The records under this task must be duplicated exactly.

----------------------------------------

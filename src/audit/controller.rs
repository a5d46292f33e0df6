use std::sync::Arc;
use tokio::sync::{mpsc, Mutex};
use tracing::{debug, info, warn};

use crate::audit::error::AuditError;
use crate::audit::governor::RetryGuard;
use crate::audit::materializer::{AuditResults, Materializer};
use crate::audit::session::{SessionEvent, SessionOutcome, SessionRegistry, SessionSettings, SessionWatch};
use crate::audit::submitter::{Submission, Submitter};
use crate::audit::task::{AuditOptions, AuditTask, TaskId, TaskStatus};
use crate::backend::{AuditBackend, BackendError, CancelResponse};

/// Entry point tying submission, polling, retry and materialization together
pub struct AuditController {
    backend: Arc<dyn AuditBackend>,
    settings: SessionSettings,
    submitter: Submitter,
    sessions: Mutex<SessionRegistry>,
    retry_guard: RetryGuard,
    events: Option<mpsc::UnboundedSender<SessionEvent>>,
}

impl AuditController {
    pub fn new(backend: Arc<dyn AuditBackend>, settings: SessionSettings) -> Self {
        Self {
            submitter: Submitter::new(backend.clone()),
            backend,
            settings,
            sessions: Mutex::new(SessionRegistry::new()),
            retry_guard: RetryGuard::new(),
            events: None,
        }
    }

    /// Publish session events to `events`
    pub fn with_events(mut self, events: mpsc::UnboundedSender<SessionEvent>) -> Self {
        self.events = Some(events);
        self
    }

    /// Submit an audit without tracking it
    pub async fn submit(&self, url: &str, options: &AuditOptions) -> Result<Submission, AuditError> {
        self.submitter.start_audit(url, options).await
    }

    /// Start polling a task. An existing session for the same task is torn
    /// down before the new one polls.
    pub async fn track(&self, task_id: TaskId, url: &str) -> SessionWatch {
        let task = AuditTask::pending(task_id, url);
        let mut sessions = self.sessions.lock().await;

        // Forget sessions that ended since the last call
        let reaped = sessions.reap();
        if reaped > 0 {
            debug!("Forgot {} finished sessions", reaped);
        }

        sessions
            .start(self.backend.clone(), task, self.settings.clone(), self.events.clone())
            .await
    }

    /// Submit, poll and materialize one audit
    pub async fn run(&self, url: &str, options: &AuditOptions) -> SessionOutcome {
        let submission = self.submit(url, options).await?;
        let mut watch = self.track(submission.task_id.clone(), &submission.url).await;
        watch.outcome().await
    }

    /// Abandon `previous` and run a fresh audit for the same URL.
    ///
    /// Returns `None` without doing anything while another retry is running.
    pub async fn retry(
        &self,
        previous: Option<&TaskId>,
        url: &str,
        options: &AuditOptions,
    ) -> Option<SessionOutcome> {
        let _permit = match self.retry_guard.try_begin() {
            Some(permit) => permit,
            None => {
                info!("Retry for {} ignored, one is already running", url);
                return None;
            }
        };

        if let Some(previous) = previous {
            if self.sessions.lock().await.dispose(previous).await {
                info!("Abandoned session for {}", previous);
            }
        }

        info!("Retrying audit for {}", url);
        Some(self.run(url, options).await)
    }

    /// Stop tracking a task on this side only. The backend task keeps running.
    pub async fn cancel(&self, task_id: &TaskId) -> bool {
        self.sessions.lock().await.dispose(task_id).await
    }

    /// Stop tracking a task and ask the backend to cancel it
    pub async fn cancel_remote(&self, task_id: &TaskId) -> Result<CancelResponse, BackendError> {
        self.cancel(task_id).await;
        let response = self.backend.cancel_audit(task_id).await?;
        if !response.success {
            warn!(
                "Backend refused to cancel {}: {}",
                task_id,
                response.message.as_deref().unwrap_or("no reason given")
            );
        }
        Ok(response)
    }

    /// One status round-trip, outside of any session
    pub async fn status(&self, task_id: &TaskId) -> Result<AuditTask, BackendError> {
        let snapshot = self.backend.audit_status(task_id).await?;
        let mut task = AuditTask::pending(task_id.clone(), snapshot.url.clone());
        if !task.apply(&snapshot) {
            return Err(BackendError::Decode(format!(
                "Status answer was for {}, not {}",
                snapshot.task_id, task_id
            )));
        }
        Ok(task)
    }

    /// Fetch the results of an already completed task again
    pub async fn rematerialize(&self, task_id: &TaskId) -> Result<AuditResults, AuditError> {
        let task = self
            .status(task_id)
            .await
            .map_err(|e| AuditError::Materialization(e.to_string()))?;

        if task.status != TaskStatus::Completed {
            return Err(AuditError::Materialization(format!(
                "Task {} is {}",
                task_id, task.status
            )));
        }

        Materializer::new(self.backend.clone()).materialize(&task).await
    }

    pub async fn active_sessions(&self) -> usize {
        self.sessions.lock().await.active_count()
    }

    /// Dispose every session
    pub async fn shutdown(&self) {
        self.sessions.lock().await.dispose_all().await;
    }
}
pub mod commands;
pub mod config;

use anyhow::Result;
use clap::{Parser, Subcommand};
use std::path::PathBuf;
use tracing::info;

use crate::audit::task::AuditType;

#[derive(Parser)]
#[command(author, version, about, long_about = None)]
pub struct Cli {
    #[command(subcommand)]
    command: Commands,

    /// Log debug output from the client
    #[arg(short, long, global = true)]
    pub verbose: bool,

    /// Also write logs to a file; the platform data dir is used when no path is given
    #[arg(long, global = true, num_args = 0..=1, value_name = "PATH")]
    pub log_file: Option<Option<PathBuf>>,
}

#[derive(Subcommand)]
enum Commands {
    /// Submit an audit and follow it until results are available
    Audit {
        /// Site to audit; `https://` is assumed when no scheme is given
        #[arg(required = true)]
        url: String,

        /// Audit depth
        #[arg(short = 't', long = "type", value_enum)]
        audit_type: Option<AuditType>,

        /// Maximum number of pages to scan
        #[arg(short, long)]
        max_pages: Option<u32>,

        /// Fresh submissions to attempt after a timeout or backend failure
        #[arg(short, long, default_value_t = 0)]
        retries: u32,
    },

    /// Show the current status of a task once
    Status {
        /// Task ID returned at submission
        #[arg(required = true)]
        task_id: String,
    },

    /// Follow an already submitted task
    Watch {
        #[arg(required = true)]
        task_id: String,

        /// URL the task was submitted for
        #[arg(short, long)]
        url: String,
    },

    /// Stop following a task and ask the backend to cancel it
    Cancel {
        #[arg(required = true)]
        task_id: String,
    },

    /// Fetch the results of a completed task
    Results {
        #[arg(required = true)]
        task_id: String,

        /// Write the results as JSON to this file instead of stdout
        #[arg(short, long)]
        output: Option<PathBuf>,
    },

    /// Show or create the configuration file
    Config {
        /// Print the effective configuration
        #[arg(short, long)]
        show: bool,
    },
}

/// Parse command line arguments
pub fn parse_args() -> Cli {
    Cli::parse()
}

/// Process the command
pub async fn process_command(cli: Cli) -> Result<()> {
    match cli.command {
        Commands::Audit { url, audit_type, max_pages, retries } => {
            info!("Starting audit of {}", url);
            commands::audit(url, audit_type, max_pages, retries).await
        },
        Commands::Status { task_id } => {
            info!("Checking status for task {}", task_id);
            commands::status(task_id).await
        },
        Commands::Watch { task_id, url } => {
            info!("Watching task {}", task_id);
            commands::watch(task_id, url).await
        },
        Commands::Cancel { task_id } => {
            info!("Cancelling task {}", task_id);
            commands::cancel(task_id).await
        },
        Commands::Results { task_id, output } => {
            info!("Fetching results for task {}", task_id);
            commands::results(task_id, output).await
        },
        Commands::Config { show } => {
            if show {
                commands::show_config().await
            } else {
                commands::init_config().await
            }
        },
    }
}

----------------------------------------

**Task result:**
filename src/audit/controller.rs
repository a5d46292f33e0df6
use std::sync::Arc;
use tokio::sync::{mpsc, Mutex};
use tracing::{debug, info, warn};

use crate::audit::error::AuditError;
use crate::audit::governor::RetryGuard;
use crate::audit::materializer::{AuditResults, Materializer};
use crate::audit::session::{SessionEvent, SessionOutcome, SessionRegistry, SessionSettings, SessionWatch};
use crate::audit::submitter::{Submission, Submitter};
use crate::audit::task::{AuditOptions, AuditTask, TaskId, TaskStatus};
use crate::backend::{AuditBackend, BackendError, CancelResponse};

/// Entry point tying submission, polling, retry and materialization together
pub struct AuditController {
    backend: Arc<dyn AuditBackend>,
    settings: SessionSettings,
    submitter: Submitter,
    sessions: Mutex<SessionRegistry>,
    retry_guard: RetryGuard,
    events: Option<mpsc::UnboundedSender<SessionEvent>>,
}

impl AuditController {
    pub fn new(backend: Arc<dyn AuditBackend>, settings: SessionSettings) -> Self {
        Self {
            submitter: Submitter::new(backend.clone()),
            backend,
            settings,
            sessions: Mutex::new(SessionRegistry::new()),
            retry_guard: RetryGuard::new(),
            events: None,
        }
    }

    /// Publish session events to `events`
    pub fn with_events(mut self, events: mpsc::UnboundedSender<SessionEvent>) -> Self {
        self.events = Some(events);
        self
    }

    /// Submit an audit without tracking it
    pub async fn submit(&self, url: &str, options: &AuditOptions) -> Result<Submission, AuditError> {
        self.submitter.start_audit(url, options).await
    }

    /// Start polling a task. An existing session for the same task is torn
    /// down before the new one polls.
    pub async fn track(&self, task_id: TaskId, url: &str) -> SessionWatch {
        let task = AuditTask::pending(task_id, url);
        let mut sessions = self.sessions.lock().await;

        // Forget sessions that ended since the last call
        let reaped = sessions.reap();
        if reaped > 0 {
            debug!("Forgot {} finished sessions", reaped);
        }

        sessions
            .start(self.backend.clone(), task, self.settings.clone(), self.events.clone())
            .await
    }

    /// Submit, poll and materialize one audit
    pub async fn run(&self, url: &str, options: &AuditOptions) -> SessionOutcome {
        let submission = self.submit(url, options).await?;
        let mut watch = self.track(submission.task_id.clone(), &submission.url).await;
        watch.outcome().await
    }

    /// Abandon `previous` and run a fresh audit for the same URL.
    ///
    /// Returns `None` without doing anything while another retry is running.
    pub async fn retry(
        &self,
        previous: Option<&TaskId>,
        url: &str,
        options: &AuditOptions,
    ) -> Option<SessionOutcome> {
        let _permit = match self.retry_guard.try_begin() {
            Some(permit) => permit,
            None => {
                info!("Retry for {} ignored, one is already running", url);
                return None;
            }
        };

        if let Some(previous) = previous {
            if self.sessions.lock().await.dispose(previous).await {
                info!("Abandoned session for {}", previous);
            }
        }

        info!("Retrying audit for {}", url);
        Some(self.run(url, options).await)
    }

    /// Stop tracking a task on this side only. The backend task keeps running.
    pub async fn cancel(&self, task_id: &TaskId) -> bool {
        self.sessions.lock().await.dispose(task_id).await
    }

    /// Stop tracking a task and ask the backend to cancel it
    pub async fn cancel_remote(&self, task_id: &TaskId) -> Result<CancelResponse, BackendError> {
        self.cancel(task_id).await;
        let response = self.backend.cancel_audit(task_id).await?;
        if !response.success {
            warn!(
                "Backend refused to cancel {}: {}",
                task_id,
                response.message.as_deref().unwrap_or("no reason given")
            );
        }
        Ok(response)
    }

    /// One status round-trip, outside of any session
    pub async fn status(&self, task_id: &TaskId) -> Result<AuditTask, BackendError> {
        let snapshot = self.backend.audit_status(task_id).await?;
        let mut task = AuditTask::pending(task_id.clone(), snapshot.url.clone());
        if !task.apply(&snapshot) {
            return Err(BackendError::Decode(format!(
                "Status answer was for {}, not {}",
                snapshot.task_id, task_id
            )));
        }
        Ok(task)
    }

    /// Fetch the results of an already completed task again
    pub async fn rematerialize(&self, task_id: &TaskId) -> Result<AuditResults, AuditError> {
        let task = self
            .status(task_id)
            .await
            .map_err(|e| AuditError::Materialization(e.to_string()))?;

        if task.status != TaskStatus::Completed {
            return Err(AuditError::Materialization(format!(
                "Task {} is {}",
                task_id, task.status
            )));
        }

        Materializer::new(self.backend.clone()).materialize(&task).await
    }

    pub async fn active_sessions(&self) -> usize {
        self.sessions.lock().await.active_count()
    }

    /// Dispose every session
    pub async fn shutdown(&self) {
        self.sessions.lock().await.dispose_all().await;
    }
}
pub mod commands;
pub mod config;

use anyhow::Result;
use clap::{Parser, Subcommand};
use std::path::PathBuf;
use tracing::info;

use crate::audit::task::AuditType;

#[derive(Parser)]
#[command(author, version, about, long_about = None)]
pub struct Cli {
    #[command(subcommand)]
    command: Commands,

    /// Log debug output from the client
    #[arg(short, long, global = true)]
    pub verbose: bool,

    /// Also write logs to a file; the platform data dir is used when no path is given
    #[arg(long, global = true, num_args = 0..=1, value_name = "PATH")]
    pub log_file: Option<Option<PathBuf>>,
}

#[derive(Subcommand)]
enum Commands {
    /// Submit an audit and follow it until results are available
    Audit {
        /// Site to audit; `https://` is assumed when no scheme is given
        #[arg(required = true)]
        url: String,

        /// Audit depth
        #[arg(short = 't', long = "type", value_enum)]
        audit_type: Option<AuditType>,

        /// Maximum number of pages to scan
        #[arg(short, long)]
        max_pages: Option<u32>,

        /// Fresh submissions to attempt after a timeout or backend failure
        #[arg(short, long, default_value_t = 0)]
        retries: u32,
    },

    /// Show the current status of a task once
    Status {
        /// Task ID returned at submission
        #[arg(required = true)]
        task_id: String,
    },

    /// Follow an already submitted task
    Watch {
        #[arg(required = true)]
        task_id: String,

        /// URL the task was submitted for
        #[arg(short, long)]
        url: String,
    },

    /// Stop following a task and ask the backend to cancel it
    Cancel {
        #[arg(required = true)]
        task_id: String,
    },

    /// Fetch the results of a completed task
    Results {
        #[arg(required = true)]
        task_id: String,

        /// Write the results as JSON to this file instead of stdout
        #[arg(short, long)]
        output: Option<PathBuf>,
    },

    /// Show or create the configuration file
    Config {
        /// Print the effective configuration
        #[arg(short, long)]
        show: bool,
    },
}

/// Parse command line arguments
pub fn parse_args() -> Cli {
    Cli::parse()
}

/// Process the command
pub async fn process_command(cli: Cli) -> Result<()> {
    match cli.command {
        Commands::Audit { url, audit_type, max_pages, retries } => {
            info!("Starting audit of {}", url);
            commands::audit(url, audit_type, max_pages, retries).await
        },
        Commands::Status { task_id } => {
            info!("Checking status for task {}", task_id);
            commands::status(task_id).await
        },
        Commands::Watch { task_id, url } => {
            info!("Watching task {}", task_id);
            commands::watch(task_id, url).await
        },
        Commands::Cancel { task_id } => {
            info!("Cancelling task {}", task_id);
            commands::cancel(task_id).await
        },
        Commands::Results { task_id, output } => {
            info!("Fetching results for task {}", task_id);
            commands::results(task_id, output).await
        },
        Commands::Config { show } => {
            if show {
                commands::show_config().await
            } else {
                commands::init_config().await
            }
        },
    }
}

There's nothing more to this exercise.